╭─ Source information
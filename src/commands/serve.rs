use std::path::Path;

pub fn run(db_path: &Path, host: &str, port: u16) -> Result<(), String> {
    let runtime = tokio::runtime::Builder::new_multi_thread()
        .enable_all()
        .build()
        .map_err(|e| format!("failed to start runtime: {e}"))?;
    runtime.block_on(wordlink::web::serve(db_path, host, port))
}
use std::collections::HashMap;
use std::sync::Mutex;

use chrono::Utc;

use crate::models::ShortLink;

/// Failure reported by a [`LinkStore`].
#[derive(Debug, Clone, PartialEq, Eq, thiserror::Error)]
pub enum StoreError {
    /// The insert hit the uniqueness constraint on `short_path`.
    #[error("short path already taken: {0}")]
    Duplicate(String),

    /// Anything else: connection, I/O, malformed rows, poisoned locks.
    #[error("store unavailable: {0}")]
    Unavailable(String),
}

/// Durable short path → URL table.
///
/// Implementations must enforce uniqueness of `short_path` themselves; callers
/// treat [`StoreError::Duplicate`] from `insert` as the only authoritative
/// answer to "is this path free".
pub trait LinkStore: Send + Sync {
    fn exists(&self, short_path: &str) -> Result<bool, StoreError>;

    /// Insert a new mapping; the store assigns `id` and `created_at`.
    fn insert(&self, short_path: &str, original_url: &str) -> Result<ShortLink, StoreError>;

    fn get(&self, short_path: &str) -> Result<Option<ShortLink>, StoreError>;

    /// Most recently created links first.
    fn list(&self, limit: u32) -> Result<Vec<ShortLink>, StoreError>;

    fn count(&self) -> Result<i64, StoreError>;
}

#[derive(Default)]
struct MemoryTable {
    next_id: i64,
    rows: HashMap<String, ShortLink>,
}

/// In-process [`LinkStore`] backed by a `HashMap`.
#[derive(Default)]
pub struct MemoryStore {
    table: Mutex<MemoryTable>,
}

impl MemoryStore {
    pub fn new() -> Self {
        Self::default()
    }

    fn lock(&self) -> Result<std::sync::MutexGuard<'_, MemoryTable>, StoreError> {
        self.table
            .lock()
            .map_err(|_| StoreError::Unavailable("memory store lock poisoned".to_string()))
    }
}

impl LinkStore for MemoryStore {
    fn exists(&self, short_path: &str) -> Result<bool, StoreError> {
        Ok(self.lock()?.rows.contains_key(short_path))
    }

    fn insert(&self, short_path: &str, original_url: &str) -> Result<ShortLink, StoreError> {
        let mut table = self.lock()?;
        if table.rows.contains_key(short_path) {
            return Err(StoreError::Duplicate(short_path.to_string()));
        }
        table.next_id += 1;
        let link = ShortLink {
            id: table.next_id,
            short_path: short_path.to_string(),
            original_url: original_url.to_string(),
            created_at: Utc::now(),
        };
        table.rows.insert(short_path.to_string(), link.clone());
        Ok(link)
    }

    fn get(&self, short_path: &str) -> Result<Option<ShortLink>, StoreError> {
        Ok(self.lock()?.rows.get(short_path).cloned())
    }

    fn list(&self, limit: u32) -> Result<Vec<ShortLink>, StoreError> {
        let table = self.lock()?;
        let mut links: Vec<ShortLink> = table.rows.values().cloned().collect();
        links.sort_by(|a, b| b.id.cmp(&a.id));
        links.truncate(limit as usize);
        Ok(links)
    }

    fn count(&self) -> Result<i64, StoreError> {
        Ok(self.lock()?.rows.len() as i64)
    }
}
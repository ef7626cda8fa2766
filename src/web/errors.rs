use axum::Json;
use axum::http::StatusCode;
use axum::response::{IntoResponse, Response};
use serde_json::json;

use crate::shortener::AllocationError;

/// Application error type for web handlers.
#[derive(Debug)]
pub enum AppError {
    Allocation(AllocationError),
    /// Request body that is present but is not a shorten request.
    MalformedBody(String),
    /// Stored data that cannot be expressed in the response, e.g. a URL with
    /// control characters used as a `Location` header.
    Unprocessable(String),
}

impl AppError {
    fn status(&self) -> StatusCode {
        match self {
            AppError::Allocation(err) => match err {
                AllocationError::InvalidInput => StatusCode::BAD_REQUEST,
                AllocationError::NotFound { .. } => StatusCode::NOT_FOUND,
                AllocationError::Conflict { .. } => StatusCode::CONFLICT,
                AllocationError::ExhaustedRetries { .. } => StatusCode::INTERNAL_SERVER_ERROR,
                AllocationError::StoreUnavailable(_) => StatusCode::SERVICE_UNAVAILABLE,
            },
            AppError::MalformedBody(_) => StatusCode::BAD_REQUEST,
            AppError::Unprocessable(_) => StatusCode::UNPROCESSABLE_ENTITY,
        }
    }

    fn kind(&self) -> &'static str {
        match self {
            AppError::Allocation(err) => err.kind(),
            AppError::MalformedBody(_) => "malformed_body",
            AppError::Unprocessable(_) => "unprocessable",
        }
    }

    fn message(&self) -> String {
        match self {
            AppError::Allocation(err) => err.to_string(),
            AppError::MalformedBody(msg) => format!("malformed request body: {msg}"),
            AppError::Unprocessable(msg) => msg.clone(),
        }
    }
}

impl From<AllocationError> for AppError {
    fn from(err: AllocationError) -> Self {
        AppError::Allocation(err)
    }
}

impl IntoResponse for AppError {
    fn into_response(self) -> Response {
        let status = self.status();
        let message = self.message();
        if status.is_server_error() {
            tracing::error!(kind = self.kind(), error = %message, "request failed");
        }
        let body = json!({
            "error": message,
            "kind": self.kind(),
        });
        (status, Json(body)).into_response()
    }
}
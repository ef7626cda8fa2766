use chrono::{DateTime, Utc};
use serde::{Deserialize, Serialize};

use crate::shortener::AllocationError;

/// Prefix under which short paths are served by the web layer.
pub const REDIRECT_PREFIX: &str = "/go/";

/// Validate a URL submitted for shortening.
///
/// Only the empty string is rejected. No scheme or format check is done, so
/// anything else (including strings that are not URLs at all) is accepted.
pub fn validate_original_url(url: &str) -> Result<(), AllocationError> {
    if url.is_empty() {
        Err(AllocationError::InvalidInput)
    } else {
        Ok(())
    }
}

/// Relative URL a short path is reachable at.
pub fn short_url(short_path: &str) -> String {
    format!("{REDIRECT_PREFIX}{short_path}")
}

/// A stored short path → URL mapping. Never updated once created.
#[derive(Debug, Clone, PartialEq, Eq, Serialize, Deserialize)]
pub struct ShortLink {
    pub id: i64,
    pub short_path: String,
    pub original_url: String,
    pub created_at: DateTime<Utc>,
}

/// Body of `POST /shorten`.
#[derive(Debug, Clone, Default, Deserialize)]
#[serde(rename_all = "camelCase")]
pub struct ShortenRequest {
    #[serde(default)]
    pub original_url: Option<String>,
}

/// Reply to a successful `POST /shorten`.
#[derive(Debug, Clone, Serialize, Deserialize)]
#[serde(rename_all = "camelCase")]
pub struct ShortenResponse {
    pub id: i64,
    pub short_path: String,
    pub short_url: String,
}

impl From<&ShortLink> for ShortenResponse {
    fn from(link: &ShortLink) -> Self {
        ShortenResponse {
            id: link.id,
            short_path: link.short_path.clone(),
            short_url: short_url(&link.short_path),
        }
    }
}
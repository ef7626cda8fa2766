use std::path::Path;

use super::{open_allocator, to_json};

pub fn run(db_path: &Path, short_path: &str, json: bool) -> Result<(), String> {
    let allocator = open_allocator(db_path)?;
    // Accept the full "/go/<path>" form as printed by `shorten`.
    let short_path = short_path
        .strip_prefix(wordlink::models::REDIRECT_PREFIX)
        .unwrap_or(short_path);
    let link = allocator
        .find(short_path)
        .map_err(|e| format!("{} ({})", e, e.kind()))?;

    if json {
        println!("{}", to_json(&link)?);
    } else {
        println!("{}", link.original_url);
    }
    Ok(())
}
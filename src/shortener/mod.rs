//! Short path allocation: pick a free candidate, persist it, look it up again.

use std::sync::Arc;

use tracing::{debug, info, warn};

use crate::models::{ShortLink, validate_original_url};

mod store;
mod words;

#[cfg(test)]
pub(crate) mod testing;

pub use store::{LinkStore, MemoryStore, StoreError};
pub use words::{CodeGenerator, DEFAULT_WORD_COUNT, WordGenerator};

/// Candidates tried per allocation round.
pub const MAX_TRIES: u32 = 5;

/// Extra rounds granted when the insert loses a race on its candidate.
pub const DEFAULT_CONFLICT_RETRIES: u32 = 1;

/// Caller-facing failure of an allocation or lookup.
#[derive(Debug, Clone, PartialEq, Eq, thiserror::Error)]
pub enum AllocationError {
    #[error("original URL is required")]
    InvalidInput,

    #[error("could not find a free short path after {tries} tries")]
    ExhaustedRetries { tries: u32 },

    /// Pre-check said the path was free but the store refused the insert.
    #[error("short path {short_path} was taken by a concurrent request")]
    Conflict { short_path: String },

    #[error("short path not found: {short_path}")]
    NotFound { short_path: String },

    #[error("store unavailable: {0}")]
    StoreUnavailable(String),
}

impl AllocationError {
    /// Stable machine-readable name of the failure.
    pub fn kind(&self) -> &'static str {
        match self {
            AllocationError::InvalidInput => "invalid_input",
            AllocationError::ExhaustedRetries { .. } => "exhausted_retries",
            AllocationError::Conflict { .. } => "conflict",
            AllocationError::NotFound { .. } => "not_found",
            AllocationError::StoreUnavailable(_) => "store_unavailable",
        }
    }
}

impl From<StoreError> for AllocationError {
    fn from(err: StoreError) -> Self {
        match err {
            StoreError::Duplicate(short_path) => AllocationError::Conflict { short_path },
            StoreError::Unavailable(msg) => AllocationError::StoreUnavailable(msg),
        }
    }
}

/// Why [`find_free_code`] gave up.
#[derive(Debug, Clone, PartialEq, Eq)]
pub enum SearchError<E> {
    /// Every candidate was already taken.
    Exhausted { tries: u32 },
    /// The existence check itself failed.
    Check(E),
}

/// Draw up to `max_tries` candidates from `generate` and return the first one
/// `is_taken` reports as free.
///
/// Candidates are drawn independently; a collision does not influence the next
/// draw. Exactly one `is_taken` call is made per candidate.
pub fn find_free_code<G, C, E>(
    mut generate: G,
    mut is_taken: C,
    max_tries: u32,
) -> Result<String, SearchError<E>>
where
    G: FnMut() -> String,
    C: FnMut(&str) -> Result<bool, E>,
{
    for attempt in 1..=max_tries {
        let candidate = generate();
        if !is_taken(&candidate).map_err(SearchError::Check)? {
            debug!(attempt, candidate = %candidate, "found free short path");
            return Ok(candidate);
        }
        debug!(attempt, candidate = %candidate, "short path collision");
    }
    Err(SearchError::Exhausted { tries: max_tries })
}

/// Maps URLs to unique short paths on top of a [`LinkStore`].
///
/// Holds no state of its own besides its collaborators; concurrent allocators
/// sharing one store rely on the store's uniqueness constraint alone.
#[derive(Clone)]
pub struct Allocator {
    store: Arc<dyn LinkStore>,
    generator: Arc<dyn CodeGenerator>,
    conflict_retries: u32,
}

impl Allocator {
    pub fn new(store: Arc<dyn LinkStore>, generator: Arc<dyn CodeGenerator>) -> Self {
        Allocator {
            store,
            generator,
            conflict_retries: DEFAULT_CONFLICT_RETRIES,
        }
    }

    /// How many fresh rounds to run after an insert-time conflict before
    /// surfacing [`AllocationError::Conflict`]. Zero surfaces the first one.
    pub fn with_conflict_retries(mut self, retries: u32) -> Self {
        self.conflict_retries = retries;
        self
    }

    pub fn conflict_retries(&self) -> u32 {
        self.conflict_retries
    }

    /// Allocate a short path for `original_url` and persist the mapping.
    pub fn allocate(&self, original_url: &str) -> Result<ShortLink, AllocationError> {
        validate_original_url(original_url)?;

        let mut conflicts = 0;
        loop {
            let short_path = find_free_code(
                || self.generator.generate(),
                |candidate| self.store.exists(candidate),
                MAX_TRIES,
            )
            .map_err(|e| match e {
                SearchError::Exhausted { tries } => {
                    warn!(tries, "no free short path within retry bound");
                    AllocationError::ExhaustedRetries { tries }
                }
                SearchError::Check(err) => AllocationError::from(err),
            })?;

            match self.store.insert(&short_path, original_url) {
                Ok(link) => {
                    info!(id = link.id, short_path = %link.short_path, url = %original_url, "shortened url");
                    return Ok(link);
                }
                Err(StoreError::Duplicate(taken)) if conflicts < self.conflict_retries => {
                    conflicts += 1;
                    warn!(short_path = %taken, conflicts, "lost insert race, retrying with fresh candidates");
                }
                Err(StoreError::Duplicate(taken)) => {
                    warn!(short_path = %taken, "lost insert race");
                    return Err(AllocationError::Conflict { short_path: taken });
                }
                Err(err) => return Err(err.into()),
            }
        }
    }

    /// Original URL stored under `short_path`. Exact, case-sensitive match.
    pub fn resolve(&self, short_path: &str) -> Result<String, AllocationError> {
        self.find(short_path).map(|link| link.original_url)
    }

    pub fn find(&self, short_path: &str) -> Result<ShortLink, AllocationError> {
        self.store
            .get(short_path)?
            .ok_or_else(|| AllocationError::NotFound {
                short_path: short_path.to_string(),
            })
    }

    pub fn recent(&self, limit: u32) -> Result<Vec<ShortLink>, AllocationError> {
        Ok(self.store.list(limit)?)
    }
}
╰─
#### Problem to work on
Set down exactly the lines above that run from the start of the listing to the line with "The insert hit". Leave out every later line.

#### Solved problem
filename src/commands/serve.rs
use std::path::Path;

pub fn run(db_path: &Path, host: &str, port: u16) -> Result<(), String> {
    let runtime = tokio::runtime::Builder::new_multi_thread()
        .enable_all()
        .build()
        .map_err(|e| format!("failed to start runtime: {e}"))?;
    runtime.block_on(wordlink::web::serve(db_path, host, port))
}
use std::collections::HashMap;
use std::sync::Mutex;

use chrono::Utc;

use crate::models::ShortLink;

/// Failure reported by a [`LinkStore`].
#[derive(Debug, Clone, PartialEq, Eq, thiserror::Error)]
pub enum StoreError {
    /// The insert hit the uniqueness constraint on `short_path`.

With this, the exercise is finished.